======== Dataset records ========

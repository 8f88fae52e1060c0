//! Archive container and payload formats for Stingray engine games
//!
#![warn(missing_docs)]
#![allow(clippy::cast_possible_truncation)] // Intentional for binary format parsing
#![allow(clippy::cast_possible_wrap)] // Intentional for binary operations
#![allow(clippy::cast_lossless)] // Sometimes clearer than From
#![allow(clippy::cast_precision_loss)] // Normalized vertex attributes
#![allow(clippy::uninlined_format_args)] // Backwards compatibility
#![allow(clippy::doc_markdown)] // Many engine-specific terms don't need backticks
#![allow(clippy::module_name_repetitions)] // Clear naming is preferred
#![allow(clippy::similar_names)] // Domain-specific naming patterns
#![allow(clippy::float_cmp)] // Binary format requirements
#![allow(clippy::derive_partial_eq_without_eq)] // Binary format structs
#![allow(clippy::redundant_closure_for_method_calls)] // Iterator chains
#![allow(clippy::return_self_not_must_use)] // Builder patterns
#![allow(clippy::use_self)] // Type clarity
#![allow(clippy::large_types_passed_by_value)] // Component tables
//! This crate provides symmetric (parser and builder) implementations for the
//! archive container used by Stingray engine games and for the payload kinds
//! stored inside it.
//!
//! # Supported Formats
//!
//! - **Container**: index file plus `.gpu_resources` and `.stream` siblings
//! - **Mesh**: directory blocks, component tables, vertex and index buffers
//! - **Texture**: mip records and DDS header, with `.dds` import and export
//! - **Material**: texture slot table
//! - **Bones**: skeleton bone names
//! - **Composite mesh**: streams shared by several meshes
//!
//! # Design Principles
//!
//! - **Symmetric Operations**: one layout routine drives both directions
//!   through [`stream::ByteStream`]
//! - **Shared Buffers**: entry payloads are [`bytes::Bytes`], so cloned
//!   entries share unchanged data
//! - **Round-Trip Guarantee**: an unmodified container re-encodes byte-exactly

/// Mode-symmetric byte cursor
pub mod stream;

/// Archive container codec
///
/// Parses and builds the index file and its two payload siblings. Entries
/// carry their raw payloads plus an optional decoded [`payload::TypedPayload`].
pub mod toc;

/// Mesh codec
pub mod mesh;

/// Skeleton bone names
pub mod bones;
/// Streams shared between mesh entries
pub mod composite;
/// Material texture slots
pub mod material;
/// Textures and DDS exchange
pub mod texture;

/// Typed payload dispatch by type id
pub mod payload;

pub use payload::{
    CodecContext, EncodedEntry, ExternalResolver, NoExternalReferences, PayloadError,
    PayloadResult, TypedPayload, decode_entry, encode_entry, type_ids,
};
pub use toc::{EntryData, EntryKey, TocEntry, TocError, TocFile, TocResult};
//! Typed payload dispatch
//!
//! Entries are decoded into a closed set of payload kinds chosen by type id.
//! Decoding goes through a static codec table; type ids without a codec fail
//! with [`PayloadError::UnknownType`].
//!
//! Some payloads reference other entries (a mesh's bone names or the
//! composite mesh holding its streams). Those lookups go through an
//! [`ExternalResolver`] supplied by the caller.

use crate::bones::BoneNames;
use crate::composite::CompositeMesh;
use crate::material::Material;
use crate::mesh::{MeshError, MeshFile, NormalCodec};
use crate::stream::StreamError;
use crate::texture::Texture;
use crate::toc::EntryData;
use std::fmt;
use thiserror::Error;

/// Type ids of the resource kinds this crate knows
pub mod type_ids {
    /// `unit`: meshes
    pub const MESH: u64 = 16_187_218_042_980_615_487;
    /// `texture`
    pub const TEXTURE: u64 = 14_790_446_551_990_181_426;
    /// `material`
    pub const MATERIAL: u64 = 16_915_718_763_308_572_383;
    /// Shared streams of several meshes
    pub const COMPOSITE_MESH: u64 = 14_191_111_524_867_688_662;
    /// `bones`
    pub const BONES: u64 = 1_792_059_921_637_536_489;
    /// `wwise_bank`
    pub const WWISE_BANK: u64 = 6_006_249_203_084_351_385;
}

/// Payload operation result type
pub type PayloadResult<T> = Result<T, PayloadError>;

/// Errors raised by payload codecs
#[derive(Debug, Clone, PartialEq, Eq, Error)]
pub enum PayloadError {
    /// No codec is registered for the type id
    #[error("No codec for type {0:016x}")]
    UnknownType(u64),

    /// A texture's DDS header is unusable
    #[error("Invalid DDS data: {0}")]
    InvalidDds(&'static str),

    /// Mesh codec failure
    #[error(transparent)]
    Mesh(#[from] MeshError),

    /// Payload bytes ended early
    #[error(transparent)]
    Stream(#[from] StreamError),
}

impl PayloadError {
    /// Check if the payload kind is simply not supported
    pub fn is_unknown_type(&self) -> bool {
        matches!(self, Self::UnknownType(_))
    }
}

/// A decoded entry payload
#[derive(Debug, Clone, PartialEq)]
pub enum TypedPayload {
    /// `unit` entry
    Mesh(Box<MeshFile>),
    /// Texture entry
    Texture(Box<Texture>),
    /// Material entry
    Material(Material),
    /// Skeleton bone names
    Bones(BoneNames),
    /// Streams shared by several meshes
    CompositeMesh(CompositeMesh),
}

impl TypedPayload {
    /// Type id this payload encodes to
    pub fn type_id(&self) -> u64 {
        match self {
            Self::Mesh(_) => type_ids::MESH,
            Self::Texture(_) => type_ids::TEXTURE,
            Self::Material(_) => type_ids::MATERIAL,
            Self::Bones(_) => type_ids::BONES,
            Self::CompositeMesh(_) => type_ids::COMPOSITE_MESH,
        }
    }
}

/// Lookup of entries referenced from inside a payload
pub trait ExternalResolver {
    /// Payloads of the entry `(file_id, type_id)`, if it can be found
    fn resolve_external(&mut self, file_id: u64, type_id: u64) -> Option<EntryData>;
}

/// Resolver for payloads decoded in isolation
#[derive(Debug, Clone, Copy, Default)]
pub struct NoExternalReferences;

impl ExternalResolver for NoExternalReferences {
    fn resolve_external(&mut self, _file_id: u64, _type_id: u64) -> Option<EntryData> {
        None
    }
}

/// Shared state handed to codecs
#[derive(Clone, Copy, Default)]
pub struct CodecContext<'a> {
    /// Converter for palette-packed normals
    pub normals: Option<&'a dyn NormalCodec>,
}

impl<'a> CodecContext<'a> {
    /// Context without a normal codec
    pub fn new() -> Self {
        Self::default()
    }

    /// Use `normals` for palette-packed normals
    #[must_use]
    pub fn with_normals(mut self, normals: &'a dyn NormalCodec) -> Self {
        self.normals = Some(normals);
        self
    }
}

impl fmt::Debug for CodecContext<'_> {
    fn fmt(&self, f: &mut fmt::Formatter<'_>) -> fmt::Result {
        f.debug_struct("CodecContext")
            .field("normals", &self.normals.is_some())
            .finish()
    }
}

/// Encoded payloads with recoverable diagnostics
#[derive(Debug, Clone, Default, PartialEq, Eq)]
pub struct EncodedEntry {
    /// Encoded payloads
    pub data: EntryData,
    /// Recoverable problems found while encoding
    pub diagnostics: Vec<MeshError>,
}

impl From<EntryData> for EncodedEntry {
    fn from(data: EntryData) -> Self {
        Self {
            data,
            diagnostics: Vec::new(),
        }
    }
}

type DecodeFn =
    fn(&EntryData, &mut dyn ExternalResolver, &CodecContext<'_>) -> PayloadResult<TypedPayload>;

/// One row of the codec table
pub struct PayloadCodec {
    /// Type hash handled by this row
    pub type_id: u64,
    /// Type name, as hashed
    pub name: &'static str,
    decode: DecodeFn,
}

impl fmt::Debug for PayloadCodec {
    fn fmt(&self, f: &mut fmt::Formatter<'_>) -> fmt::Result {
        f.debug_struct("PayloadCodec")
            .field("type_id", &self.type_id)
            .field("name", &self.name)
            .finish_non_exhaustive()
    }
}

static CODECS: &[PayloadCodec] = &[
    PayloadCodec {
        type_id: type_ids::MESH,
        name: "mesh",
        decode: decode_mesh,
    },
    PayloadCodec {
        type_id: type_ids::TEXTURE,
        name: "texture",
        decode: decode_texture,
    },
    PayloadCodec {
        type_id: type_ids::MATERIAL,
        name: "material",
        decode: decode_material,
    },
    PayloadCodec {
        type_id: type_ids::BONES,
        name: "bones",
        decode: decode_bones,
    },
    PayloadCodec {
        type_id: type_ids::COMPOSITE_MESH,
        name: "composite mesh",
        decode: decode_composite,
    },
];

fn decode_mesh(
    data: &EntryData,
    resolver: &mut dyn ExternalResolver,
    ctx: &CodecContext<'_>,
) -> PayloadResult<TypedPayload> {
    let mesh = MeshFile::decode(data, resolver, ctx.normals)?;
    Ok(TypedPayload::Mesh(Box::new(mesh)))
}

fn decode_texture(
    data: &EntryData,
    _: &mut dyn ExternalResolver,
    _: &CodecContext<'_>,
) -> PayloadResult<TypedPayload> {
    Ok(TypedPayload::Texture(Box::new(Texture::decode(data)?)))
}

fn decode_material(
    data: &EntryData,
    _: &mut dyn ExternalResolver,
    _: &CodecContext<'_>,
) -> PayloadResult<TypedPayload> {
    Ok(TypedPayload::Material(Material::decode(&data.index)?))
}

fn decode_bones(
    data: &EntryData,
    _: &mut dyn ExternalResolver,
    _: &CodecContext<'_>,
) -> PayloadResult<TypedPayload> {
    Ok(TypedPayload::Bones(BoneNames::decode(&data.index)?))
}

fn decode_composite(
    data: &EntryData,
    _: &mut dyn ExternalResolver,
    _: &CodecContext<'_>,
) -> PayloadResult<TypedPayload> {
    Ok(TypedPayload::CompositeMesh(CompositeMesh::decode(data)?))
}

/// Codec registered for a type id
pub fn codec_for(type_id: u64) -> Option<&'static PayloadCodec> {
    CODECS.iter().find(|codec| codec.type_id == type_id)
}

/// Whether entries of this type can be decoded
pub fn is_supported(type_id: u64) -> bool {
    codec_for(type_id).is_some()
}

/// Decode an entry's payloads
pub fn decode_entry(
    type_id: u64,
    data: &EntryData,
    resolver: &mut dyn ExternalResolver,
    ctx: &CodecContext<'_>,
) -> PayloadResult<TypedPayload> {
    let codec = codec_for(type_id).ok_or(PayloadError::UnknownType(type_id))?;
    tracing::trace!("Decoding {} payload ({} bytes)", codec.name, data.total_len());
    (codec.decode)(data, resolver, ctx)
}

/// Encode a payload back into entry payloads
pub fn encode_entry(payload: &TypedPayload, ctx: &CodecContext<'_>) -> PayloadResult<EncodedEntry> {
    Ok(match payload {
        TypedPayload::Mesh(mesh) => {
            let encoded = mesh.encode(ctx.normals)?;
            EncodedEntry {
                data: encoded.data,
                diagnostics: encoded.diagnostics,
            }
        }
        TypedPayload::Texture(texture) => texture.encode()?.into(),
        TypedPayload::Material(material) => EntryData::index_only(material.encode()?).into(),
        TypedPayload::Bones(bones) => EntryData::index_only(bones.encode()?).into(),
        TypedPayload::CompositeMesh(composite) => composite.encode()?.into(),
    })
}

========

Exercise directions: Start at the first line of the data above. Stop after the line containing "#![allow(clippy::similar_names)] // Domain-specific", reproducing each line exactly and adding nothing.

Response to the task:
repository 8f88fae52e1060c0
//! Archive container and payload formats for Stingray engine games
//!
#![warn(missing_docs)]
#![allow(clippy::cast_possible_truncation)] // Intentional for binary format parsing
#![allow(clippy::cast_possible_wrap)] // Intentional for binary operations
#![allow(clippy::cast_lossless)] // Sometimes clearer than From
#![allow(clippy::cast_precision_loss)] // Normalized vertex attributes
#![allow(clippy::uninlined_format_args)] // Backwards compatibility
#![allow(clippy::doc_markdown)] // Many engine-specific terms don't need backticks
#![allow(clippy::module_name_repetitions)] // Clear naming is preferred
#![allow(clippy::similar_names)] // Domain-specific naming patterns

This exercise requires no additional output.